Reasonable Efforts to Preserve or Reunify Families and Achieve Permanency for Children - Illinois

Date: September 2019

What Are Reasonable Efforts

Citation: Cons. Stat. Ch. 325, § 5/8.2

The term 'family preservation services' refers to all services to help families, including adoptive and extended families.

Appropriate family preservation services shall be included in the service plan if the Department of Children and Family Services has determined that those services will ensure the child's health and safety, are in the child's best interests, and will not place the child in imminent risk of harm. Such plans may include, but are not limited to, the following:

  • Case management services
  • Homemakers, including emergency caretakers, housekeepers, and chore services
  • Counseling, including individual therapy, infant stimulation therapy, family therapy, group therapy, self-help groups, drug and alcohol abuse counseling, vocational counseling, and postadoption services
  • Parent education
  • Day care, including protective day care and day care to meet educational, prevocational, or vocational needs
  • Emergency assistance and advocacy assessments, including coordinated services to secure emergency cash, food, and housing
  • Respite care
  • In-home health care
  • Transportation to obtain any of the above services
  • Medical assistance

When Reasonable Efforts Are Required

Citation: Cons. Stat. Ch. 20, § 505/5

The department shall offer family preservation services to help families, including adoptive and extended families. Such services shall be offered for the following purposes:

  • To prevent the placement of children in substitute care when the children can be cared for at home or in the custody of the person responsible for the children's welfare
  • To reunite children with their families
  • To maintain an adoptive placement

Family preservation services shall only be offered when doing so will not endanger the children's health or safety. The child and his or her family shall be eligible for services as soon as the report of suspected child abuse or neglect is determined to be indicated. The department may offer services to any family about whom a report of suspected child abuse or neglect has been filed prior to concluding its investigation. The department also may provide services to any child or family who is the subject of a report or may refer the family to services available from other agencies in the community, even if the report is determined to be unfounded, if the conditions in the child's or family's home are reasonably likely to subject the child or family to future reports of suspected child abuse or neglect. Acceptance of such services shall be voluntary.
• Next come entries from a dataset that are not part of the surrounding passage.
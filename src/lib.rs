pub mod api;
pub mod assembler;
pub mod config;
pub mod error;
pub mod ffmpeg;
pub mod generator;
pub mod image;
pub mod init;
pub mod media;
pub mod pipeline;
pub mod profile;
pub mod render;
pub mod retry;
pub mod storyboard;
pub mod workspace;

pub use error::{MemeError, MemeResult};

pub(crate) fn logv(tag: &str, message: &str) {
    match tag {
        "WARN" => tracing::warn!(tag, "{}", message),
        _ => tracing::info!(tag, "{}", message),
    }
}

pub(crate) fn logi(message: impl AsRef<str>) {
    logv("INFO", message.as_ref());
}

pub(crate) fn logok(message: impl AsRef<str>) {
    logv("OK", message.as_ref());
}

pub(crate) fn logw(message: impl AsRef<str>) {
    logv("WARN", message.as_ref());
}
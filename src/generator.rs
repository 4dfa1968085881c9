use crate::api::gemini::GeminiClient;
use crate::api::upload_post::UploadPostClient;
use crate::api::{ImageGenerator, PublishReceipt, Publisher, TextGenerator, VideoGenerator};
use crate::assembler;
use crate::config::Config;
use crate::error::{MemeError, MemeResult};
use crate::image::{ImageSource, SeedImage, UploadedFile};
use crate::media::{FfmpegToolkit, MediaToolkit};
use crate::pipeline::{ChainSettings, SceneChain};
use crate::profile::{DEFAULT_INFLUENCER_IMAGE, ProductContext, Profile, ProfileKind, ProfileStore};
use crate::render;
use crate::storyboard::{self, Storyboard};
use crate::workspace::RequestWorkspace;
use crate::{logi, logok, logw};
use std::path::{Path, PathBuf};
use std::sync::Arc;
use tokio::fs;
use tokio::sync::watch;

pub const DEFAULT_INFLUENCER: &str = "angeli";
pub const DEFAULT_MEME_TYPE: &str = "GRWM";
pub const DEFAULT_BRAND_PERSONALITY: &str = "fun and engaging";

#[derive(Debug, Clone)]
pub struct PublishTarget {
    pub title: String,
    /// Falls back to `publish_account` from the config.
    pub account: Option<String>,
    /// Empty means the configured `publish_platforms`.
    pub platforms: Vec<String>,
}

/// Everything one generation request needs from its caller.
#[derive(Debug)]
pub struct MemeRequest {
    pub product_name: String,
    pub brand_name: String,
    pub brand_personality: String,
    pub influencer_name: String,
    pub meme_type: String,
    pub product_image: Option<ImageSource>,
    /// Caller-supplied image parked in a temp file; removed when the request
    /// ends, whatever the outcome. Takes precedence over `product_image`.
    pub upload: Option<UploadedFile>,
    pub use_product_profile: bool,
    pub publish: Option<PublishTarget>,
    pub cancel: Option<watch::Receiver<bool>>,
}

impl MemeRequest {
    pub fn new(product_name: impl Into<String>, brand_name: impl Into<String>) -> Self {
        Self {
            product_name: product_name.into(),
            brand_name: brand_name.into(),
            brand_personality: DEFAULT_BRAND_PERSONALITY.to_string(),
            influencer_name: DEFAULT_INFLUENCER.to_string(),
            meme_type: DEFAULT_MEME_TYPE.to_string(),
            product_image: None,
            upload: None,
            use_product_profile: false,
            publish: None,
            cancel: None,
        }
    }
}

/// Remote providers and local media tooling used by a request.
#[derive(Clone)]
pub struct Services {
    pub text: Arc<dyn TextGenerator>,
    pub image: Arc<dyn ImageGenerator>,
    pub video: Arc<dyn VideoGenerator>,
    pub media: Arc<dyn MediaToolkit>,
    pub publisher: Option<Arc<dyn Publisher>>,
}

impl Services {
    /// Gemini for generation, ffmpeg for media, and Upload-Post when a key is
    /// configured.
    pub fn from_config(client: reqwest::Client, cfg: &Config) -> Self {
        let gemini = Arc::new(GeminiClient::new(client.clone(), cfg));
        let publisher: Option<Arc<dyn Publisher>> = if cfg.upload_post_key.is_empty() {
            None
        } else {
            Some(Arc::new(UploadPostClient::new(client, cfg)))
        };
        Self {
            text: gemini.clone(),
            image: gemini.clone(),
            video: gemini,
            media: Arc::new(FfmpegToolkit),
            publisher,
        }
    }
}

#[derive(Debug, Clone)]
pub struct GenerationOutcome {
    pub request_id: String,
    pub output_dir: PathBuf,
    pub storyboard: Vec<String>,
    pub storyboard_image: PathBuf,
    pub clips: Vec<PathBuf>,
    pub combined_video: PathBuf,
    pub published: Option<PublishReceipt>,
}

/// Paths inside the run directory, before it is moved into place.
struct Produced {
    storyboard: Storyboard,
    storyboard_image: PathBuf,
    clips: Vec<PathBuf>,
    combined_video: PathBuf,
}

/// Runs one request end to end: profiles, storyboard, seed frame, chained
/// clips, combined video and, when asked, publishing.
///
/// Any failure aborts the request and deletes its partial artifacts. The
/// uploaded product image (if any) is removed on every path.
pub async fn run_generation(
    cfg: &Config,
    services: &Services,
    mut request: MemeRequest,
) -> MemeResult<GenerationOutcome> {
    let upload = request.upload.take();
    let result = generate(cfg, services, &request, upload.as_ref()).await;
    if let Some(upload) = upload {
        upload.close();
    }

    match &result {
        Ok(outcome) => logok(format!(
            "Request {} finished: {}",
            outcome.request_id,
            outcome.combined_video.display()
        )),
        Err(e) => logw(format!(
            "Generation failed for {} x {}: {}",
            request.product_name, request.influencer_name, e
        )),
    }
    result
}

async fn generate(
    cfg: &Config,
    services: &Services,
    request: &MemeRequest,
    upload: Option<&UploadedFile>,
) -> MemeResult<GenerationOutcome> {
    let store = ProfileStore::new(&cfg.assets_dir);
    logi(format!(
        "=== {} ({}) with {} ===",
        request.product_name, request.brand_name, request.influencer_name
    ));

    let influencer = store
        .load_profile(ProfileKind::Influencer, &request.influencer_name)
        .await?;
    let influencer_img_path = store
        .image_path(
            ProfileKind::Influencer,
            &request.influencer_name,
            DEFAULT_INFLUENCER_IMAGE,
        )
        .await?;
    let influencer_img = SeedImage::load(&influencer_img_path).await?;

    let product = if request.use_product_profile {
        let profile = store
            .load_profile(ProfileKind::Product, &request.product_name)
            .await?;
        ProductContext::from_profile(&profile, &request.brand_personality)
    } else {
        ProductContext::from_form(
            &request.product_name,
            &request.brand_name,
            &request.brand_personality,
            &request.meme_type,
        )
    };
    let product_img = product_image(&store, request, upload).await?;

    let workspace = RequestWorkspace::create(cfg.output_root()).await?;
    let produced = match produce(
        cfg,
        services,
        request,
        &workspace,
        &influencer,
        &product,
        &influencer_img,
        product_img.as_ref(),
    )
    .await
    {
        Ok(produced) => produced,
        Err(e) => {
            workspace.discard().await;
            return Err(e);
        }
    };

    let request_id = workspace.id().to_string();
    let run_dir = workspace.run_dir().to_path_buf();
    let output_dir = workspace
        .finalize(&request.product_name, &request.influencer_name)
        .await?;
    let moved = |p: &Path| relocate(p, &run_dir, &output_dir);

    let combined_video = moved(produced.combined_video.as_path());
    let published = match &request.publish {
        Some(target) => Some(publish(cfg, services, target, &combined_video).await?),
        None => None,
    };

    Ok(GenerationOutcome {
        request_id,
        storyboard: produced.storyboard.into_scenes(),
        storyboard_image: moved(produced.storyboard_image.as_path()),
        clips: produced.clips.iter().map(|c| moved(c.as_path())).collect(),
        combined_video,
        output_dir,
        published,
    })
}

#[allow(clippy::too_many_arguments)]
async fn produce(
    cfg: &Config,
    services: &Services,
    request: &MemeRequest,
    workspace: &RequestWorkspace,
    influencer: &Profile,
    product: &ProductContext,
    influencer_img: &SeedImage,
    product_img: Option<&SeedImage>,
) -> MemeResult<Produced> {
    let retry = cfg.retry_config();

    let storyboard =
        storyboard::compose(services.text.as_ref(), &retry, influencer, product).await?;
    let storyboard_txt = workspace.storyboard_text();
    fs::write(&storyboard_txt, storyboard.to_text()).await?;
    logok(format!("Storyboard saved: {}", storyboard_txt.display()));

    let first_scene = storyboard
        .scenes()
        .first()
        .ok_or_else(|| MemeError::MalformedStoryboard("storyboard has no scenes".to_string()))?;
    let seed = render::render_seed(
        services.image.as_ref(),
        &retry,
        first_scene,
        influencer_img,
        product_img,
    )
    .await?;
    let storyboard_image = workspace.storyboard_image();
    seed.save(&storyboard_image).await?;

    let mut chain = SceneChain::new(
        services.video.as_ref(),
        services.media.as_ref(),
        ChainSettings::from_config(cfg),
        workspace.video_dir(),
    );
    if let Some(cancel) = &request.cancel {
        chain = chain.with_cancel(cancel.clone());
    }
    let clips = chain.run(storyboard.scenes(), seed).await?;

    let combined_video = assembler::assemble(
        services.media.as_ref(),
        &clips,
        &workspace.combined_video(),
    )
    .await?;

    Ok(Produced {
        storyboard,
        storyboard_image,
        clips: clips.into_iter().map(|c| c.path).collect(),
        combined_video,
    })
}

/// Upload first, then an explicit source, then (for profile-backed products)
/// the product's stored image. No image at all is allowed.
async fn product_image(
    store: &ProfileStore,
    request: &MemeRequest,
    upload: Option<&UploadedFile>,
) -> MemeResult<Option<SeedImage>> {
    if let Some(upload) = upload {
        return upload.source().resolve().await.map(Some);
    }
    if let Some(source) = &request.product_image {
        return source.resolve().await.map(Some);
    }
    if request.use_product_profile {
        return match store.default_product_image(&request.product_name).await {
            Ok(path) => SeedImage::load(&path).await.map(Some),
            Err(MemeError::NotFound { path, .. }) => {
                logw(format!("No product image under {}", path.display()));
                Ok(None)
            }
            Err(e) => Err(e),
        };
    }
    Ok(None)
}

async fn publish(
    cfg: &Config,
    services: &Services,
    target: &PublishTarget,
    video: &Path,
) -> MemeResult<PublishReceipt> {
    let publisher = services
        .publisher
        .as_ref()
        .ok_or_else(|| MemeError::Publish("no publisher configured".to_string()))?;
    let account = target.account.as_deref().unwrap_or(&cfg.publish_account);
    let platforms = if target.platforms.is_empty() {
        &cfg.publish_platforms
    } else {
        &target.platforms
    };

    logi(format!(
        "Publishing {} as {} to {}",
        video.display(),
        account,
        platforms.join(", ")
    ));
    publisher.publish(video, &target.title, account, platforms).await
}

fn relocate(path: &Path, from: &Path, to: &Path) -> PathBuf {
    match path.strip_prefix(from) {
        Ok(rel) => to.join(rel),
        Err(_) => path.to_path_buf(),
    }
}
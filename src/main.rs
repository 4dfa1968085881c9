use anyhow::{Context, Result};
use clap::{Args, Parser, Subcommand};
use memereel::config::Config;
use memereel::generator::{
    DEFAULT_BRAND_PERSONALITY, DEFAULT_INFLUENCER, DEFAULT_MEME_TYPE, MemeRequest, PublishTarget,
    Services, run_generation,
};
use memereel::image::ImageSource;
use memereel::init;
use std::path::PathBuf;
use tokio::sync::watch;
use tracing_subscriber::EnvFilter;

#[derive(Parser)]
#[command(name = "memereel", version, about = "Influencer meme video generator")]
struct Cli {
    /// JSON config file; keys may also come from the environment or `.env`.
    #[arg(long, global = true, default_value = "config.json")]
    config: PathBuf,

    #[command(subcommand)]
    command: Command,
}

#[derive(Subcommand)]
enum Command {
    /// Generate one meme video.
    Generate(GenerateArgs),
    /// Verify ffmpeg/ffprobe and the asset tree.
    Check,
}

#[derive(Args)]
struct GenerateArgs {
    #[arg(long)]
    product_name: String,
    #[arg(long)]
    brand_name: String,
    #[arg(long, default_value = DEFAULT_BRAND_PERSONALITY)]
    brand_personality: String,
    #[arg(long, default_value = DEFAULT_INFLUENCER)]
    influencer: String,
    #[arg(long, default_value = DEFAULT_MEME_TYPE)]
    meme_type: String,
    #[arg(long)]
    product_image: Option<PathBuf>,
    /// Build the product context from `products/<name>/info.yaml`.
    #[arg(long)]
    use_product_profile: bool,

    #[arg(long)]
    publish: bool,
    #[arg(long, requires = "publish")]
    title: Option<String>,
    #[arg(long, requires = "publish")]
    account: Option<String>,
    #[arg(long = "platform", requires = "publish")]
    platforms: Vec<String>,
}

impl GenerateArgs {
    fn into_request(self) -> MemeRequest {
        let publish = self.publish.then(|| PublishTarget {
            title: self
                .title
                .unwrap_or_else(|| format!("{} x {}", self.brand_name, self.product_name)),
            account: self.account,
            platforms: self.platforms,
        });

        let mut request = MemeRequest::new(self.product_name, self.brand_name);
        request.brand_personality = self.brand_personality;
        request.influencer_name = self.influencer;
        request.meme_type = self.meme_type;
        request.product_image = self.product_image.map(ImageSource::Path);
        request.use_product_profile = self.use_product_profile;
        request.publish = publish;
        request
    }
}

#[tokio::main]
async fn main() -> Result<()> {
    tracing_subscriber::fmt()
        .with_env_filter(
            EnvFilter::try_from_default_env().unwrap_or_else(|_| EnvFilter::new("info")),
        )
        .init();

    let cli = Cli::parse();
    let cfg = Config::load(&cli.config).await?;
    init::ensure_directories(&cfg).await?;

    match cli.command {
        Command::Check => check(&cfg).await,
        Command::Generate(args) => generate(&cfg, args).await,
    }
}

async fn check(cfg: &Config) -> Result<()> {
    if !init::check_ffmpeg().await {
        anyhow::bail!("ffmpeg/ffprobe not found in PATH. Please install FFmpeg.");
    }
    for dir in init::required_dirs(cfg) {
        tracing::info!("ok: {}", dir.display());
    }
    if cfg.upload_post_key.is_empty() {
        tracing::warn!("upload_post_api_key not set; --publish will fail");
    }
    println!("ready");
    Ok(())
}

async fn generate(cfg: &Config, args: GenerateArgs) -> Result<()> {
    if !init::check_ffmpeg().await {
        tracing::warn!("FFmpeg not found in PATH. Please install FFmpeg.");
    }

    let client = reqwest::Client::builder()
        .build()
        .context("Failed to build HTTP client")?;
    let services = Services::from_config(client, cfg);

    let (cancel_tx, cancel_rx) = watch::channel(false);
    tokio::spawn(async move {
        if tokio::signal::ctrl_c().await.is_ok() {
            tracing::warn!("interrupt received, cancelling");
            let _ = cancel_tx.send(true);
        }
    });

    let mut request = args.into_request();
    request.cancel = Some(cancel_rx);

    let outcome = run_generation(cfg, &services, request)
        .await
        .context("meme generation failed")?;

    println!("request:  {}", outcome.request_id);
    println!("output:   {}", outcome.output_dir.display());
    println!("video:    {}", outcome.combined_video.display());
    if let Some(receipt) = &outcome.published {
        println!("published ({}): {}", receipt.status, receipt.body);
    }
    Ok(())
}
When a child is placed in foster care, the department shall ensure and document that reasonable efforts were made to prevent or eliminate the need to remove the child from the child's home. The department must make reasonable efforts to reunify the family when temporary placement of the child occurs unless otherwise required.

When Reasonable Efforts Are NOT Required

Citation: Cons. Stat. Ch. 20, § 505/5; Ch. 705, § 405/2-13.1

When the department believes that further reunification services would be ineffective, it may request a finding from the court that reasonable efforts are no longer appropriate. The court shall grant this motion with respect to a parent of the minor if the court finds after a hearing that any of the following apply:

  • The parent has had his or her parental rights to another child involuntarily terminated
  • The parent has been convicted of any of the following:
    • First-degree or second-degree murder of another child of the parent
    • Attempt, conspiracy, or solicitation to commit first-degree or second-degree murder of another child of the parent
    • Aggravated battery, aggravated battery of a child, or felony domestic battery, any of which has resulted in serious bodily injury to the minor or another child of the parent
    • An offense in any other State substantially similar to any of the above offenses

The department is not required to provide further reunification services after such a finding.